== TASK INPUTS ==
-- Opening Marker --
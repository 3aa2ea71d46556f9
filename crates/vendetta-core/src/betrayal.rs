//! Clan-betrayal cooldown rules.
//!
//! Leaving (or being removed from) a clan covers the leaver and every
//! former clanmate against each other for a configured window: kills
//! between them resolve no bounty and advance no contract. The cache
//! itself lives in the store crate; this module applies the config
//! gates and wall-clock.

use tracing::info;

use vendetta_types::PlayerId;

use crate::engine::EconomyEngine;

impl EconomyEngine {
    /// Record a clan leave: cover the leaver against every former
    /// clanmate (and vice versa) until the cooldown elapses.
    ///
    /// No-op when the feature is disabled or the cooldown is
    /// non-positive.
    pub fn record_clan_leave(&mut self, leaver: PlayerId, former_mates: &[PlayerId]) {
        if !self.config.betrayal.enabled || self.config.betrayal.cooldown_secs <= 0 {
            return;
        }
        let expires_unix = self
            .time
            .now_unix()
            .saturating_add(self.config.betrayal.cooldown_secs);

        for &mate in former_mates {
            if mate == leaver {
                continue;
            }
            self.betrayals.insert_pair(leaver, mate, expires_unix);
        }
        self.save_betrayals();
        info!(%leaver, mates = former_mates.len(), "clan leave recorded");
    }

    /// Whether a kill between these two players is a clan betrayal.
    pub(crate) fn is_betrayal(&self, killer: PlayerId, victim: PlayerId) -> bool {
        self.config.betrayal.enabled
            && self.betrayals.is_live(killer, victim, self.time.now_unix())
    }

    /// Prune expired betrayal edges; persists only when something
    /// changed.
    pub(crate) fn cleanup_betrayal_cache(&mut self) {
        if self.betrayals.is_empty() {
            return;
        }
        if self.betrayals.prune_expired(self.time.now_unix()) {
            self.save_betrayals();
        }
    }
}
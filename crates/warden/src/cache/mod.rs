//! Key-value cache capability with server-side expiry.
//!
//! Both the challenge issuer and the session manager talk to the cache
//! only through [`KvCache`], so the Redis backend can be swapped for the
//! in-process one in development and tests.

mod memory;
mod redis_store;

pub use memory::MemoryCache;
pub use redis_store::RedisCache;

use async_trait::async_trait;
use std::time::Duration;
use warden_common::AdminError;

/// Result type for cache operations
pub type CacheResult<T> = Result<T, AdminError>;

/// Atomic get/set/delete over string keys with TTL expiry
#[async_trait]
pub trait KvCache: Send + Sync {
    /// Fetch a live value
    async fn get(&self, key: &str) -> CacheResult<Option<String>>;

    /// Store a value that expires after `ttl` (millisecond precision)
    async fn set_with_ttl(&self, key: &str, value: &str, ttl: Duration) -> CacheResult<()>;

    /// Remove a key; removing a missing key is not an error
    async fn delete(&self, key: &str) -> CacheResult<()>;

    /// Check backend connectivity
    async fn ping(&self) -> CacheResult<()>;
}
-- Closing Marker --
== WORK TO COMPLETE ==
Lines in the records that hold "time" should be tallied, with the total given on its own.

== TASK SOLUTION ==
4